The fact that the mainstream corporate-dominated media in this country refuses to cover outrages such as the kidnapping of a former US Congresswoman, while on a humanitarian relief mission, is well-known and requires no further elaboration. We can condemn this fact as long as we wish. However, unless we do the hard work of putting our minds and money together to develop our own powerful media outlets, our condemnations are meaningless.
Likewise, the complicity of the American government in many if not most of Israel’s crimes in recent history is an established fact. The UN vetoes that amount to a rejection in some instances of the unified opinion of the entire world, the weapons shipments, the tactic or explicit endorsements of campaigns of murder unleashed against Palestinian civilians, the ignoring of US law governing the use of American weapons against civilian or occupied populations. All of these issues are no secret. We can repeat them ad nausea, and we will return to a fundamental question. Now what?
The question before us is not how vociferously we can condemn Israeli injustices. The question is how we are going to address the powerlessness of our community in the Israeli/Palestinian arena, and what pragmatic steps are we going to take towards the creation of a more just and equitable social and political order, domestically and internationally.
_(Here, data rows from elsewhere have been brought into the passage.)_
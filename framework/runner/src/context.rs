use std::{fmt::Debug, sync::Arc};

use rand::rngs::StdRng;
use squall_core::prelude::{DelegatedShutdownListener, ShutdownHandle};
use squall_instruments::Reporter;

use crate::executor::Executor;

/// Bound for the custom values that scenarios store in [RunnerContext] and [AgentContext].
pub trait UserValuesConstraint: Default + Debug + Send + Sync + 'static {}

/// State shared by every agent in a run. Mutable only during the global setup hook.
#[derive(Debug)]
pub struct RunnerContext<RV: UserValuesConstraint> {
    executor: Arc<Executor>,
    reporter: Arc<Reporter>,
    shutdown_handle: ShutdownHandle,
    connection_string: String,
    run_id: String,
    value: RV,
}

impl<RV: UserValuesConstraint> RunnerContext<RV> {
    pub(crate) fn new(
        executor: Arc<Executor>,
        reporter: Arc<Reporter>,
        shutdown_handle: ShutdownHandle,
        connection_string: String,
        run_id: String,
    ) -> Self {
        Self {
            executor,
            reporter,
            shutdown_handle,
            connection_string,
            run_id,
            value: Default::default(),
        }
    }

    /// A handle to the executor for running async code from a hook.
    pub fn executor(&self) -> &Arc<Executor> {
        &self.executor
    }

    /// The reporter that instrumented clients send operations to.
    pub fn reporter(&self) -> Arc<Reporter> {
        self.reporter.clone()
    }

    /// The base URL of the system under test.
    pub fn get_connection_string(&self) -> &str {
        &self.connection_string
    }

    pub fn get_run_id(&self) -> &str {
        &self.run_id
    }

    /// Stop the scenario, as if the configured duration had elapsed.
    pub fn force_stop_scenario(&self) {
        self.shutdown_handle.shutdown();
    }

    pub fn get_mut(&mut self) -> &mut RV {
        &mut self.value
    }

    pub fn get(&self) -> &RV {
        &self.value
    }
}

/// State owned by a single agent. Nothing in here is shared with other agents.
pub struct AgentContext<RV: UserValuesConstraint, V: UserValuesConstraint> {
    agent_index: usize,
    agent_id: String,
    runner_context: Arc<RunnerContext<RV>>,
    shutdown_listener: DelegatedShutdownListener,
    rng: StdRng,
    value: V,
}

impl<RV: UserValuesConstraint, V: UserValuesConstraint> AgentContext<RV, V> {
    pub(crate) fn new(
        agent_index: usize,
        agent_id: String,
        runner_context: Arc<RunnerContext<RV>>,
        shutdown_listener: DelegatedShutdownListener,
        rng: StdRng,
    ) -> Self {
        Self {
            agent_index,
            agent_id,
            runner_context,
            shutdown_listener,
            rng,
            value: Default::default(),
        }
    }

    /// The position of this agent in the run, starting from 0.
    pub fn agent_index(&self) -> usize {
        self.agent_index
    }

    /// A display name for the agent, unique within a run.
    pub fn agent_id(&self) -> &str {
        &self.agent_id
    }

    pub fn runner_context(&self) -> &Arc<RunnerContext<RV>> {
        &self.runner_context
    }

    /// Listen for the scenario stopping. Long running actions can race against this.
    pub fn shutdown_listener(&mut self) -> &mut DelegatedShutdownListener {
        &mut self.shutdown_listener
    }

    /// This agent's random source. Seeded from `--seed` when one is given.
    pub fn rng(&mut self) -> &mut StdRng {
        &mut self.rng
    }

    pub fn get_mut(&mut self) -> &mut V {
        &mut self.value
    }

    pub fn get(&self) -> &V {
        &self.value
    }
}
There are several courses available to us.
Here in the West we can engage in irresponsible and reckless rhetoric and actions that will only serve to elicit an anti-Muslim backlash that threatens our communities, and help to generate popular support for militaristic policies that could have genocidal implications.
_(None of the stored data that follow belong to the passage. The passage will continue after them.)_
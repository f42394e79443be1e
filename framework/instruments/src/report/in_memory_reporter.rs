use crate::report::ReportCollector;
use crate::OperationRecord;

/// Keeps every operation in memory for the lifetime of the run and logs a tally when the run
/// finishes. Useful while developing scenarios.
#[derive(Debug, Default)]
pub struct InMemoryReporter {
    operation_records: Vec<OperationRecord>,
}

impl InMemoryReporter {
    pub fn new() -> Self {
        Self::default()
    }

    pub fn failed_count(&self) -> usize {
        self.operation_records
            .iter()
            .filter(|record| record.is_error)
            .count()
    }
}

impl ReportCollector for InMemoryReporter {
    fn add_operation(&mut self, operation_record: &OperationRecord) {
        self.operation_records.push(operation_record.clone());
    }

    fn finalize(&self) {
        log::info!(
            "Recorded {} operations, {} failed",
            self.operation_records.len(),
            self.failed_count()
        );
    }
}

#[cfg(test)]
mod tests {
    use super::*;

    #[test]
    fn counts_failed_operations() {
        let mut reporter = InMemoryReporter::new();

        let mut ok = OperationRecord::new("http_get".to_string());
        ok.is_error = false;
        let mut failed = OperationRecord::new("http_get".to_string());
        failed.is_error = true;

        reporter.add_operation(&ok);
        reporter.add_operation(&failed);
        reporter.add_operation(&failed);

        assert_eq!(3, reporter.operation_records.len());
        assert_eq!(2, reporter.failed_count());
    }
}
use std::future::Future;
use std::sync::Arc;

use anyhow::Context;
use squall_core::prelude::AgentBailError;
use squall_instruments::{OperationRecord, Reporter};
use squall_instruments_derive::squall_instrument;
use url::Url;

use crate::error::{handle_request_err, HttpStatusError};
use crate::response::HttpResponse;

/// The HTTP operations that scenario actions depend on.
///
/// Failures are returned rather than handled, so the runner sees and counts every one of them.
pub trait HttpClient: std::fmt::Debug + Send + Sync + 'static {
    /// Issue a GET for `path`, relative to the client's base URL.
    fn get(&self, path: &str) -> impl Future<Output = anyhow::Result<HttpResponse>> + Send;
}

/// A `reqwest` client bound to one base URL that reports every request it makes.
#[derive(Debug, Clone)]
pub struct HttpClientInstrumented {
    client: reqwest::Client,
    base_url: Url,
    reporter: Arc<Reporter>,
}

impl HttpClientInstrumented {
    pub fn new(base_url: &str, reporter: Arc<Reporter>) -> anyhow::Result<Self> {
        let client = reqwest::Client::builder()
            .build()
            .context("Failed to build HTTP client")?;

        Self::with_client(base_url, client, reporter)
    }

    /// Use a preconfigured `reqwest` client, for example one with timeouts or default headers.
    pub fn with_client(
        base_url: &str,
        client: reqwest::Client,
        reporter: Arc<Reporter>,
    ) -> anyhow::Result<Self> {
        let base_url =
            Url::parse(base_url).with_context(|| format!("Invalid base URL: {base_url}"))?;
        if !matches!(base_url.scheme(), "http" | "https") {
            anyhow::bail!("Base URL must use http or https, got: {base_url}");
        }

        Ok(Self {
            client,
            base_url,
            reporter,
        })
    }

    pub fn base_url(&self) -> &Url {
        &self.base_url
    }

    /// Work out the full URL for `path`.
    ///
    /// The path is appended to the base URL as written, so a base of `http://host/shop` and a
    /// path of `/` gives `http://host/shop/`. A path without a leading `/` is joined with one, so
    /// it can never change the host. A path that is already an absolute http(s) URL is used
    /// unchanged.
    pub fn resolve(&self, path: &str) -> anyhow::Result<Url> {
        if let Ok(absolute) = Url::parse(path) {
            if matches!(absolute.scheme(), "http" | "https") {
                return Ok(absolute);
            }
        }

        let separator = if path.starts_with('/') { "" } else { "/" };
        let joined = format!(
            "{}{separator}{path}",
            self.base_url.as_str().trim_end_matches('/')
        );
        Url::parse(&joined).with_context(|| format!("Cannot form a URL from path: {path}"))
    }

    #[squall_instrument(prefix = "http_", pre_hook = pre_get)]
    pub async fn get(&self, path: &str) -> anyhow::Result<HttpResponse> {
        let url = self
            .resolve(path)
            .map_err(|e| AgentBailError::new(format!("{e:#}")))?;

        log::trace!("GET {url}");

        let response = self
            .client
            .get(url.clone())
            .send()
            .await
            .map_err(handle_request_err)?;
        let status = response.status();
        let body = response.bytes().await.map_err(handle_request_err)?;

        if !status.is_success() {
            return Err(HttpStatusError {
                url: url.to_string(),
                status: status.as_u16(),
            }
            .into());
        }

        Ok(HttpResponse::new(status.as_u16(), body))
    }
}

fn pre_get(operation_record: &mut OperationRecord, path: &str) {
    operation_record.add_attr("path", path);
}

impl HttpClient for HttpClientInstrumented {
    async fn get(&self, path: &str) -> anyhow::Result<HttpResponse> {
        HttpClientInstrumented::get(self, path).await
    }
}

#[cfg(test)]
mod tests {
    use super::*;
    use parking_lot::Mutex;
    use squall_instruments::{ReportCollector, ReportConfig};
    use tokio::io::{AsyncReadExt, AsyncWriteExt};
    use tokio::net::TcpListener;
    use tokio::task::JoinHandle;

    #[derive(Default)]
    struct Capture {
        records: Arc<Mutex<Vec<OperationRecord>>>,
    }

    impl ReportCollector for Capture {
        fn add_operation(&mut self, operation_record: &OperationRecord) {
            self.records.lock().push(operation_record.clone());
        }

        fn finalize(&self) {}
    }

    fn capturing_reporter() -> (Arc<Reporter>, Arc<Mutex<Vec<OperationRecord>>>) {
        let capture = Capture::default();
        let records = capture.records.clone();
        (
            Arc::new(ReportConfig::default().with_collector(capture).init()),
            records,
        )
    }

    /// Accept a single connection, answer it and hand back the request head that was received.
    async fn serve_once(status: &'static str, body: &'static str) -> (String, JoinHandle<String>) {
        let listener = TcpListener::bind("127.0.0.1:0").await.unwrap();
        let addr = listener.local_addr().unwrap();

        let handle = tokio::spawn(async move {
            let (mut stream, _) = listener.accept().await.unwrap();

            let mut request = Vec::new();
            let mut buf = [0u8; 1024];
            while !request.windows(4).any(|w| w == b"\r\n\r\n") {
                let n = stream.read(&mut buf).await.unwrap();
                if n == 0 {
                    break;
                }
                request.extend_from_slice(&buf[..n]);
            }

            let response = format!(
                "HTTP/1.1 {status}\r\nContent-Length: {}\r\nConnection: close\r\n\r\n{body}",
                body.len()
            );
            stream.write_all(response.as_bytes()).await.unwrap();
            stream.shutdown().await.unwrap();

            String::from_utf8(request).unwrap()
        });

        (format!("http://{addr}"), handle)
    }

    #[tokio::test]
    async fn get_root_targets_configured_host() {
        let (base_url, server) = serve_once("200 OK", "ok").await;
        let (reporter, records) = capturing_reporter();
        let client = HttpClientInstrumented::new(&base_url, reporter).unwrap();

        let response = client.get("/").await.unwrap();

        assert_eq!(200, response.status());
        assert_eq!(&b"ok"[..], &response.body()[..]);

        let request = server.await.unwrap();
        assert!(request.starts_with("GET / HTTP/1.1\r\n"), "{request}");
        let host = base_url.trim_start_matches("http://");
        assert!(
            request.to_lowercase().contains(&format!("host: {host}")),
            "{request}"
        );

        let records = records.lock();
        assert_eq!(1, records.len());
        assert_eq!("http_get", records[0].operation_id);
        assert_eq!(Some(&"/".to_string()), records[0].attr.get("path"));
        assert!(!records[0].is_error);
    }

    #[tokio::test]
    async fn non_success_status_is_reported_as_failure() {
        let (base_url, server) = serve_once("503 Service Unavailable", "busy").await;
        let (reporter, records) = capturing_reporter();
        let client = HttpClientInstrumented::new(&base_url, reporter).unwrap();

        let err = client.get("/").await.unwrap_err();
        server.await.unwrap();

        let status_err = err.downcast_ref::<HttpStatusError>().unwrap();
        assert_eq!(503, status_err.status);
        assert!(records.lock()[0].is_error);
    }

    #[tokio::test]
    async fn refused_connection_is_reported_as_failure() {
        let listener = TcpListener::bind("127.0.0.1:0").await.unwrap();
        let addr = listener.local_addr().unwrap();
        drop(listener);

        let (reporter, records) = capturing_reporter();
        let client = HttpClientInstrumented::new(&format!("http://{addr}"), reporter).unwrap();

        let err = client.get("/").await.unwrap_err();

        // Refused connections are counted, not a reason to stop the agent.
        assert!(!err.is::<AgentBailError>());
        let records = records.lock();
        assert_eq!(1, records.len());
        assert!(records[0].is_error);
    }

    #[test]
    fn resolve_appends_path_to_base_url() {
        let (reporter, _) = capturing_reporter();

        let client = HttpClientInstrumented::new("http://localhost:4000", reporter.clone()).unwrap();
        assert_eq!("http://localhost:4000/", client.resolve("/").unwrap().as_str());
        assert_eq!(
            "http://localhost:4000/products?page=2",
            client.resolve("/products?page=2").unwrap().as_str()
        );
        assert_eq!(
            "http://localhost:4000/health",
            client.resolve("health").unwrap().as_str()
        );

        let client = HttpClientInstrumented::new("https://example.com/shop", reporter).unwrap();
        assert_eq!("https://example.com/shop/", client.resolve("/").unwrap().as_str());
        assert_eq!(
            "example.com",
            client.resolve("health").unwrap().host_str().unwrap()
        );
        assert_eq!("https://example.com/shop/", client.resolve("").unwrap().as_str());
        assert_eq!(
            "http://other.example.com/health",
            client
                .resolve("http://other.example.com/health")
                .unwrap()
                .as_str()
        );
    }

    #[test]
    fn reject_unusable_base_url() {
        let (reporter, _) = capturing_reporter();

        assert!(HttpClientInstrumented::new("not a url", reporter.clone()).is_err());
        assert!(HttpClientInstrumented::new("ftp://example.com", reporter).is_err());
    }
}
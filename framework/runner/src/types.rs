/// Recommended error type for a scenario's `main` function and any shared code called from
/// hooks or actions. Compatible with [crate::definition::HookResult] so `?` can be used.
pub type SquallResult<T> = anyhow::Result<T>;
/// Return this error from an agent hook or action to stop that agent.
///
/// Use it when an agent hits a problem it cannot recover from, such as a base URL that can never
/// produce a valid request. The agent stops running actions but the other agents in the scenario
/// keep going.
#[derive(derive_more::Error, derive_more::Display, Debug)]
#[display("Agent is bailing: {reason}")]
pub struct AgentBailError {
    reason: String,
}

impl AgentBailError {
    pub fn new(reason: impl Into<String>) -> Self {
        Self {
            reason: reason.into(),
        }
    }
}

impl Default for AgentBailError {
    fn default() -> Self {
        Self::new("unrecoverable agent error")
    }
}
We can also choose to ignore our own moral and political failures, thereby stripping ourselves of any real agency or accountability for our fate, and possibly attributing everything befalling us in the international arena to the actions of Israel, or America. To elaborate on this particular point, had not Muslim betrayal undermined the efficacy of the Palestinian resistance movement in the 1930s, epitomized by the developments leading to the killing of al-Qassam, there might not be any reason to pen these words. That betrayal and its consequences are real.
Had not Muslims provided a staging area, forward bases, and financial support for America, the destruction of Iraq in 1991 and the ongoing invasion and occupation began in 2003 would not have been possible. Had the Afghan Mujahideen not betrayed their own people through a senseless power struggle in the aftermath of the Soviet withdrawal, beginning with the rocket bombardment of the civilian population of Kabul, an atrocity that many Mujahideen commanders mindlessly participated in, the developments that culminated in the current American-led war and occupation would likely not have occurred in Afghanistan.
I can no more pretend that these events and similar ones have not occurred, and that they have penetrating implications for our situation today, than I can deny the hubris, ignorance, and disdain for innocent life that has historically been displayed by the politicians and military planners in Tel Aviv and Washington.
We can also attempt, in meaningful ways, to educate our fellow citizens to the excesses and abuses that our consumerist “way of life,” our unbridled militarism, our oftentimes racist policies, our corporate dominated political system, our disregard for international conventions, and how these have combined to wreak havoc not only on Palestinians, but on people throughout the developing world –and we can enter the murky fray to build the kind of institutional and financial strength needed to help foster a different kind of politics and policy outcomes in this country.
My personal experience, study of Islam, history, warfare, and society have led me to understand that the latter course, education and institution building, is the most viable course of action for me at this juncture of my life. It is my hope and prayer that this work will help to foster a more just, equitable, and safe world for all people, based on mutual respect and an acknowledgment of our common origins and shared destiny.
Others are free to choose different paths of action. God has pointed all of us in a particular direction, and He enjoins upon us to pursue good in whatever path we tread. In the end, it is He that will be our judge.